▶ _YOUR GOAL_
From the top of the entries below through the line containing "ON ANY THEORY", return every line exactly as written, please, and stop there.

EXERCISE INPUTS below:

// Copyright 2024-2026, NVIDIA CORPORATION & AFFILIATES. All rights reserved.
//
// Redistribution and use in source and binary forms, with or without
// modification, are permitted provided that the following conditions
// are met:
//  * Redistributions of source code must retain the above copyright
//    notice, this list of conditions and the following disclaimer.
//  * Redistributions in binary form must reproduce the above copyright
//    notice, this list of conditions and the following disclaimer in the
//    documentation and/or other materials provided with the distribution.
//  * Neither the name of NVIDIA CORPORATION nor the names of its
//    contributors may be used to endorse or promote products derived
//    from this software without specific prior written permission.
//
// THIS SOFTWARE IS PROVIDED BY THE COPYRIGHT HOLDERS ``AS IS'' AND ANY
// EXPRESS OR IMPLIED WARRANTIES, INCLUDING, BUT NOT LIMITED TO, THE
// IMPLIED WARRANTIES OF MERCHANTABILITY AND FITNESS FOR A PARTICULAR
// PURPOSE ARE DISCLAIMED.  IN NO EVENT SHALL THE COPYRIGHT OWNER OR
// CONTRIBUTORS BE LIABLE FOR ANY DIRECT, INDIRECT, INCIDENTAL, SPECIAL,
// EXEMPLARY, OR CONSEQUENTIAL DAMAGES (INCLUDING, BUT NOT LIMITED TO,
// PROCUREMENT OF SUBSTITUTE GOODS OR SERVICES; LOSS OF USE, DATA, OR
// PROFITS; OR BUSINESS INTERRUPTION) HOWEVER CAUSED AND ON ANY THEORY
// OF LIABILITY, WHETHER IN CONTRACT, STRICT LIABILITY, OR TORT
// (INCLUDING NEGLIGENCE OR OTHERWISE) ARISING IN ANY WAY OUT OF THE USE
// OF THIS SOFTWARE, EVEN IF ADVISED OF THE POSSIBILITY OF SUCH DAMAGE.

//! The network collaborator.
//!
//! This crate never opens a socket. A [`Transport`] receives an encoded
//! [`WireFrame`], performs the HTTP call with whatever client the
//! application uses, and hands back the raw response bytes.

use std::future::Future;

use bytes::Bytes;

use crate::decoder;
use crate::encoder::{WireFrame, HEADER_CONTENT_LENGTH};
use crate::error::Result;

/// A raw response as received from the server.
#[derive(Debug, Clone, Default, PartialEq, Eq)]
pub struct RawResponse {
    /// The undecoded response body.
    pub body: Bytes,
    /// The `Inference-Header-Content-Length` value, if the server sent one.
    pub header_length: Option<usize>,
}

impl RawResponse {
    /// Creates a JSON-only response.
    #[must_use]
    pub fn new(body: impl Into<Bytes>) -> Self {
        Self {
            body: body.into(),
            header_length: None,
        }
    }

    /// Sets the reported header length.
    #[must_use]
    pub fn with_header_length(self, header_length: usize) -> Self {
        Self {
            header_length: Some(header_length),
            ..self
        }
    }

    /// Creates a response from a body and its transport headers, reading
    /// the header length from `Inference-Header-Content-Length`.
    ///
    /// # Errors
    ///
    /// Returns [`Error::Decoding`](crate::error::Error::Decoding) if the
    /// header length is not a decimal integer.
    pub fn from_headers<'a, I>(body: impl Into<Bytes>, headers: I) -> Result<Self>
    where
        I: IntoIterator<Item = (&'a str, &'a str)>,
    {
        let header_length = headers
            .into_iter()
            .find(|(name, _)| name.eq_ignore_ascii_case(HEADER_CONTENT_LENGTH))
            .map(|(_, value)| decoder::parse_header_length(value))
            .transpose()?;
        Ok(Self {
            body: body.into(),
            header_length,
        })
    }
}

/// Sends one encoded inference request to a model.
///
/// Implementations should report network and HTTP status failures as
/// [`Error::Transport`](crate::error::Error::Transport), and forward every
/// header in [`WireFrame::headers`] unchanged.
pub trait Transport: Send + Sync {
    /// Posts `frame` to the model's infer endpoint and returns the response.
    fn infer(
        &self,
        model_name: &str,
        frame: WireFrame,
    ) -> impl Future<Output = Result<RawResponse>> + Send;
}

End of EXERCISE INPUTS.

▶ _OUTPUT BELOW_
// Copyright 2024-2026, NVIDIA CORPORATION & AFFILIATES. All rights reserved.
//
// Redistribution and use in source and binary forms, with or without
// modification, are permitted provided that the following conditions
// are met:
//  * Redistributions of source code must retain the above copyright
//    notice, this list of conditions and the following disclaimer.
//  * Redistributions in binary form must reproduce the above copyright
//    notice, this list of conditions and the following disclaimer in the
//    documentation and/or other materials provided with the distribution.
//  * Neither the name of NVIDIA CORPORATION nor the names of its
//    contributors may be used to endorse or promote products derived
//    from this software without specific prior written permission.
//
// THIS SOFTWARE IS PROVIDED BY THE COPYRIGHT HOLDERS ``AS IS'' AND ANY
// EXPRESS OR IMPLIED WARRANTIES, INCLUDING, BUT NOT LIMITED TO, THE
// IMPLIED WARRANTIES OF MERCHANTABILITY AND FITNESS FOR A PARTICULAR
// PURPOSE ARE DISCLAIMED.  IN NO EVENT SHALL THE COPYRIGHT OWNER OR
// CONTRIBUTORS BE LIABLE FOR ANY DIRECT, INDIRECT, INCIDENTAL, SPECIAL,
// EXEMPLARY, OR CONSEQUENTIAL DAMAGES (INCLUDING, BUT NOT LIMITED TO,
// PROCUREMENT OF SUBSTITUTE GOODS OR SERVICES; LOSS OF USE, DATA, OR
// PROFITS; OR BUSINESS INTERRUPTION) HOWEVER CAUSED AND ON ANY THEORY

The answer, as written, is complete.